*Task prompt*
Work through the entries that follow and state how many lines contain the word "Item". Only the number is wanted.

*Input records*
-- Opening Marker --

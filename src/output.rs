//! Output formatting and styling module.
//!
//! Provides a centralized interface for all CLI output: colored status lines,
//! the progress bar shown while files are distributed, the result table and
//! the rule table of the configuration view.

use crate::result_log::{OutcomeStatus, ResultLog};
use crate::rule::RuleSet;
use colored::*;
use indicatif::{ProgressBar, ProgressStyle};
use std::path::Path;

/// Manages all CLI output with consistent styling and formatting.
pub struct OutputFormatter;

impl OutputFormatter {
    /// Prints a success message in green with a checkmark.
    ///
    /// # Arguments
    ///
    /// * `message` - The message to display
    ///
    /// # Example
    ///
    /// ```no_run
    /// use huriwake::output::OutputFormatter;
    /// OutputFormatter::success("Distribution complete.");
    /// ```
    pub fn success(message: &str) {
        println!("{} {}", "✓".green(), message);
    }

    /// Prints an error message in red with an X mark.
    ///
    /// # Arguments
    ///
    /// * `message` - The message to display
    ///
    /// # Example
    ///
    /// ```no_run
    /// use huriwake::output::OutputFormatter;
    /// OutputFormatter::error("Could not read configuration");
    /// ```
    pub fn error(message: &str) {
        eprintln!("{} {}", "✗".red(), message);
    }

    /// Prints a warning message in yellow with a warning symbol.
    ///
    /// # Arguments
    ///
    /// * `message` - The message to display
    ///
    /// # Example
    ///
    /// ```no_run
    /// use huriwake::output::OutputFormatter;
    /// OutputFormatter::warning("No rules configured yet.");
    /// ```
    pub fn warning(message: &str) {
        println!("{} {}", "⚠".yellow(), message);
    }

    /// Prints an info message in cyan.
    ///
    /// # Arguments
    ///
    /// * `message` - The message to display
    pub fn info(message: &str) {
        println!("{}", message.cyan());
    }

    /// Prints a regular message without styling.
    ///
    /// # Arguments
    ///
    /// * `message` - The message to display
    pub fn plain(message: &str) {
        println!("{}", message);
    }

    /// Prints a section header.
    ///
    /// # Arguments
    ///
    /// * `header` - The header text
    pub fn header(header: &str) {
        println!("\n{}", header.bold());
    }

    /// Creates a progress bar that grows as input folders are listed.
    ///
    /// Hidden automatically when stderr is not a terminal.
    ///
    /// # Example
    ///
    /// ```no_run
    /// use huriwake::output::OutputFormatter;
    /// let pb = OutputFormatter::create_progress_bar();
    /// pb.inc_length(10);
    /// pb.inc(1);
    /// pb.finish_and_clear();
    /// ```
    pub fn create_progress_bar() -> ProgressBar {
        let pb = ProgressBar::new(0);
        let style = ProgressStyle::default_bar()
            .template("{spinner:.cyan} [{bar:40.cyan/blue}] {pos}/{len} {msg}")
            .unwrap_or_else(|_| ProgressStyle::default_bar())
            .progress_chars("█▓░");
        pb.set_style(style);
        pb
    }

    /// Prints the outcome of a run as a table followed by totals.
    ///
    /// Each file gets one row, in processing order, with the matched rule on
    /// a dimmed line below it.
    ///
    /// # Arguments
    ///
    /// * `log` - The records of a finished run
    ///
    /// # Example
    ///
    /// ```no_run
    /// use huriwake::conflict::ConflictDecision;
    /// use huriwake::file_distributor::FileDistributor;
    /// use huriwake::output::OutputFormatter;
    /// use huriwake::rule::RuleSet;
    ///
    /// let rules = RuleSet::new();
    /// let log = FileDistributor::new(&rules).run(["/tmp/inbox"], &mut ConflictDecision::Cancel);
    /// OutputFormatter::result_table(&log);
    /// ```
    pub fn result_table(log: &ResultLog) {
        print!("{}", Self::render_result_table(log));
    }

    /// Renders the result table.
    pub fn render_result_table(log: &ResultLog) -> String {
        let name_width = log
            .into_iter()
            .map(|r| r.file_name.chars().count())
            .max()
            .unwrap_or(0)
            .max(4);
        let status_width = 7;

        let mut out = String::new();
        out.push_str(&format!(
            "{} | {} | {}\n",
            format!("{:<name_width$}", "File").bold(),
            format!("{:<status_width$}", "Status").bold(),
            "Destination / detail".bold(),
        ));
        out.push_str(&"-".repeat(name_width + status_width + 30));
        out.push('\n');

        for record in log {
            let status = format!("{:<status_width$}", record.status.label());
            let status = match record.status {
                OutcomeStatus::Moved => status.green(),
                OutcomeStatus::Skipped => status.yellow(),
                OutcomeStatus::Error => status.red(),
                OutcomeStatus::Planned => status.cyan(),
            };
            out.push_str(&format!(
                "{:<name_width$} | {} | {}\n",
                record.file_name, status, record.detail
            ));
            if let Some(rule) = &record.matched_rule {
                out.push_str(&format!(
                    "{:<name_width$} | {:<status_width$} | {}\n",
                    "",
                    "",
                    format!("rule: {}", rule).dimmed()
                ));
            }
        }

        out.push_str(&Self::summary_line(log));
        out.push('\n');
        out
    }

    /// One-line totals, e.g. `2 moved, 1 skipped, 0 errors`.
    pub fn summary_line(log: &ResultLog) -> String {
        let planned = log.count(OutcomeStatus::Planned);
        if planned > 0 {
            return format!(
                "{} planned, {} skipped, {} errors",
                planned,
                log.count(OutcomeStatus::Skipped),
                log.count(OutcomeStatus::Error)
            );
        }
        format!(
            "{} moved, {} skipped, {} errors",
            log.count(OutcomeStatus::Moved),
            log.count(OutcomeStatus::Skipped),
            log.count(OutcomeStatus::Error)
        )
    }

    /// Prints the configuration view: where rules live and what they are.
    ///
    /// # Arguments
    ///
    /// * `config_path` - The configuration file in use
    /// * `rules` - The rules loaded from it, in match order
    pub fn rule_table(config_path: &Path, rules: &RuleSet) {
        Self::header("HURIWAKE RULES");
        Self::plain(&format!("Configuration: {}", config_path.display()));
        println!();

        if rules.is_empty() {
            Self::warning("No rules configured yet.");
            Self::info("Add one with: huriwake rules add extension .pdf <FOLDER>");
            return;
        }

        print!("{}", Self::render_rule_table(rules));
        println!();
        Self::info("Drop files or folders onto huriwake (or pass them as arguments) to distribute them.");
    }

    /// Renders the numbered rule list in match order.
    pub fn render_rule_table(rules: &RuleSet) -> String {
        let pattern_width = rules
            .iter()
            .map(|r| r.pattern().chars().count())
            .max()
            .unwrap_or(0)
            .max(7);

        let mut out = format!(
            "{:>3}  {:<9}  {:<pattern_width$}  {}\n",
            "#",
            "Type",
            "Pattern",
            "Destination"
        );
        for (index, rule) in rules.iter().enumerate() {
            out.push_str(&format!(
                "{:>3}  {:<9}  {:<pattern_width$}  {}\n",
                index + 1,
                rule.kind().label(),
                rule.pattern(),
                rule.destination().display()
            ));
        }
        out
    }

    /// Prints a dry-run notice message.
    ///
    /// # Arguments
    ///
    /// * `message` - The notice text, shown after a `[DRY RUN]` tag
    pub fn dry_run_notice(message: &str) {
        println!("{}", format!("[DRY RUN] {}", message).yellow());
    }
}
//! Per-file outcomes of a distribution run.
//!
//! The engine appends exactly one [`OutcomeRecord`] for every file it acted
//! on. Files that matched no rule never show up here.
use chrono::{DateTime, Utc};
use serde::Serialize;
use std::fmt;
use std::path::PathBuf;

/// What happened to a file.
#[derive(Debug, Clone, Copy, PartialEq, Eq, Hash, Serialize)]
#[serde(rename_all = "snake_case")]
pub enum OutcomeStatus {
    /// The file was moved to its destination.
    Moved,
    /// The file was left in place (cancelled conflict, already in place).
    Skipped,
    /// Creating the destination or moving the file failed.
    Error,
    /// Dry run: the file would have been moved.
    Planned,
}

impl OutcomeStatus {
    pub fn label(&self) -> &'static str {
        match self {
            OutcomeStatus::Moved => "moved",
            OutcomeStatus::Skipped => "skipped",
            OutcomeStatus::Error => "error",
            OutcomeStatus::Planned => "planned",
        }
    }
}

impl fmt::Display for OutcomeStatus {
    fn fmt(&self, f: &mut fmt::Formatter<'_>) -> fmt::Result {
        f.write_str(self.label())
    }
}

/// The outcome of processing one file.
#[derive(Debug, Clone, PartialEq, Eq, Serialize)]
pub struct OutcomeRecord {
    /// Name of the file, without its folder.
    pub file_name: String,
    /// Where the file was when the run found it.
    pub source: PathBuf,
    /// Description of the rule that selected the destination.
    pub matched_rule: Option<String>,
    pub status: OutcomeStatus,
    /// Destination folder for moved files, otherwise the reason.
    pub detail: String,
    /// Final path of a moved (or planned) file.
    #[serde(skip_serializing_if = "Option::is_none")]
    pub destination: Option<PathBuf>,
}

/// Ordered outcomes of one run.
#[derive(Debug, Clone, Serialize)]
pub struct ResultLog {
    /// When the run started.
    pub started_at: DateTime<Utc>,
    records: Vec<OutcomeRecord>,
}

impl ResultLog {
    /// Creates an empty log stamped with the current time.
    pub fn new() -> Self {
        Self {
            started_at: Utc::now(),
            records: Vec::new(),
        }
    }

    pub fn push(&mut self, record: OutcomeRecord) {
        self.records.push(record);
    }

    pub fn records(&self) -> &[OutcomeRecord] {
        &self.records
    }

    pub fn len(&self) -> usize {
        self.records.len()
    }

    pub fn is_empty(&self) -> bool {
        self.records.is_empty()
    }

    /// Number of records with the given status.
    pub fn count(&self, status: OutcomeStatus) -> usize {
        self.records.iter().filter(|r| r.status == status).count()
    }

    /// Serializes the whole log as pretty JSON.
    pub fn to_json(&self) -> serde_json::Result<String> {
        serde_json::to_string_pretty(self)
    }
}

impl Default for ResultLog {
    fn default() -> Self {
        Self::new()
    }
}

impl<'a> IntoIterator for &'a ResultLog {
    type Item = &'a OutcomeRecord;
    type IntoIter = std::slice::Iter<'a, OutcomeRecord>;

    fn into_iter(self) -> Self::IntoIter {
        self.records.iter()
    }
}

#[cfg(test)]
mod tests {
    use super::*;

    fn record(name: &str, status: OutcomeStatus) -> OutcomeRecord {
        OutcomeRecord {
            file_name: name.to_string(),
            source: PathBuf::from("/in").join(name),
            matched_rule: None,
            status,
            detail: String::new(),
            destination: None,
        }
    }

    #[test]
    fn test_records_keep_insertion_order() {
        let mut log = ResultLog::new();
        log.push(record("b.pdf", OutcomeStatus::Moved));
        log.push(record("a.pdf", OutcomeStatus::Skipped));

        let names: Vec<_> = log.into_iter().map(|r| r.file_name.as_str()).collect();
        assert_eq!(names, vec!["b.pdf", "a.pdf"]);
    }

    #[test]
    fn test_count_by_status() {
        let mut log = ResultLog::new();
        log.push(record("a", OutcomeStatus::Moved));
        log.push(record("b", OutcomeStatus::Moved));
        log.push(record("c", OutcomeStatus::Error));

        assert_eq!(log.count(OutcomeStatus::Moved), 2);
        assert_eq!(log.count(OutcomeStatus::Error), 1);
        assert_eq!(log.count(OutcomeStatus::Skipped), 0);
        assert_eq!(log.len(), 3);
    }

    #[test]
    fn test_json_shape() {
        let mut log = ResultLog::new();
        log.push(record("a.pdf", OutcomeStatus::Skipped));

        let json: serde_json::Value = serde_json::from_str(&log.to_json().unwrap()).unwrap();
        assert!(json["started_at"].is_string());
        assert_eq!(json["records"][0]["file_name"], "a.pdf");
        assert_eq!(json["records"][0]["status"], "skipped");
        assert!(json["records"][0]["matched_rule"].is_null());
        assert!(json["records"][0].get("destination").is_none());
    }
}
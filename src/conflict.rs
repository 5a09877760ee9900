//! Name-conflict handling at the destination.
//!
//! When a file with the same name already exists in the destination folder,
//! a [`DecisionProvider`] is asked what to do. The engine never talks to a
//! user directly; the terminal prompt, a fixed command-line answer and test
//! doubles are all providers.

use clap::ValueEnum;
use serde::{Deserialize, Serialize};
use std::collections::VecDeque;
use std::ffi::OsString;
use std::path::{Path, PathBuf};

/// Answer to a single name conflict. Each conflict is decided on its own.
#[derive(Debug, Clone, Copy, PartialEq, Eq, Serialize, Deserialize, ValueEnum)]
#[serde(rename_all = "snake_case")]
pub enum ConflictDecision {
    /// Replace the existing file.
    Overwrite,
    /// Keep both by giving the incoming file a `_N` suffix.
    #[serde(rename = "rename")]
    #[value(name = "rename")]
    RenameUnique,
    /// Leave the file where it is.
    Cancel,
}

/// Source of conflict decisions. Calls block until an answer is available.
pub trait DecisionProvider {
    /// Decides what to do with `file_name`, whose target `destination` exists.
    fn decide(&mut self, file_name: &str, destination: &Path) -> ConflictDecision;
}

/// A bare decision answers every conflict the same way.
impl DecisionProvider for ConflictDecision {
    fn decide(&mut self, _file_name: &str, _destination: &Path) -> ConflictDecision {
        *self
    }
}

impl<F> DecisionProvider for F
where
    F: FnMut(&str, &Path) -> ConflictDecision,
{
    fn decide(&mut self, file_name: &str, destination: &Path) -> ConflictDecision {
        self(file_name, destination)
    }
}

/// Replays canned decisions in order and remembers what it was asked.
///
/// Once the script runs out every further conflict is cancelled.
#[derive(Debug, Default)]
pub struct ScriptedDecisions {
    script: VecDeque<ConflictDecision>,
    asked: Vec<String>,
}

impl ScriptedDecisions {
    pub fn new(script: impl IntoIterator<Item = ConflictDecision>) -> Self {
        Self {
            script: script.into_iter().collect(),
            asked: Vec::new(),
        }
    }

    /// File names that were presented, in order.
    pub fn asked(&self) -> &[String] {
        &self.asked
    }
}

impl DecisionProvider for ScriptedDecisions {
    fn decide(&mut self, file_name: &str, _destination: &Path) -> ConflictDecision {
        self.asked.push(file_name.to_string());
        self.script.pop_front().unwrap_or(ConflictDecision::Cancel)
    }
}

/// Where a file should end up after conflict handling.
#[derive(Debug, Clone, PartialEq, Eq)]
pub enum Resolution {
    /// Move the file to this path.
    Proceed(PathBuf),
    /// The user cancelled; the file stays put.
    Skipped,
}

/// Turns a desired destination path into the effective one.
pub struct ConflictPolicy;

impl ConflictPolicy {
    /// Resolves `desired` against what is already on disk.
    ///
    /// A free path is returned as is without consulting `decisions`.
    pub fn resolve_destination(
        desired: &Path,
        decisions: &mut dyn DecisionProvider,
    ) -> Resolution {
        if !desired.exists() {
            return Resolution::Proceed(desired.to_path_buf());
        }

        let file_name = desired
            .file_name()
            .map(|n| n.to_string_lossy().to_string())
            .unwrap_or_default();

        match decisions.decide(&file_name, desired) {
            ConflictDecision::Overwrite => Resolution::Proceed(desired.to_path_buf()),
            ConflictDecision::RenameUnique => Resolution::Proceed(unique_path(desired)),
            ConflictDecision::Cancel => Resolution::Skipped,
        }
    }
}

/// Finds the first free sibling `stem_N.ext`, counting N up from 1.
///
/// # Examples
///
/// ```no_run
/// use huriwake::conflict::unique_path;
/// use std::path::Path;
///
/// // With /out/report.txt and /out/report_1.txt present:
/// assert_eq!(unique_path(Path::new("/out/report.txt")), Path::new("/out/report_2.txt"));
/// ```
pub fn unique_path(path: &Path) -> PathBuf {
    let stem = path.file_stem().unwrap_or_default();
    let extension = path.extension();

    (1u64..)
        .map(|n| {
            let mut name = OsString::from(stem);
            name.push(format!("_{n}"));
            if let Some(extension) = extension {
                name.push(".");
                name.push(extension);
            }
            path.with_file_name(name)
        })
        .find(|candidate| !candidate.exists())
        .unwrap_or_else(|| path.to_path_buf())
}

-- Closing Marker --

*Answer space*
2